(Dataset entries)
******

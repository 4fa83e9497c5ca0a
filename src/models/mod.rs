//! Models module for the sol-fa editor
//!
//! Scale degrees, notes, voice tracks, signatures and the composition
//! document that the editing session works on.

pub mod composition;
pub mod degree;
pub mod key_signature;
pub mod note;
pub mod time_signature;
pub mod tool;
pub mod track;

// Re-export commonly used types
pub use composition::{
    box_key, parse_track_key, segment_key, AuxTrackKind, AuxTracks, ChordSymbol, Composition, DynamicMarking,
    LyricEntry, Marker, Measure,
};
pub use degree::ScaleDegree;
pub use key_signature::{KeySignature, Mode, KEY_SIGNATURE_NAMES};
pub use note::{
    validate_sub_position, Accidental, Articulation, Dynamic, Note, NoteDuration, NoteId, Octave, Subdivision,
    VoicePart, MAX_SUB_POSITION,
};
pub use time_signature::TimeSignature;
pub use tool::{RepeatCoda, TempoMarking, Tool};
pub use track::{Track, VoiceTracks};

******

What lines in the data above contain the word "tool"? Copy them all.

### Output
pub mod tool;
pub use tool::{RepeatCoda, TempoMarking, Tool};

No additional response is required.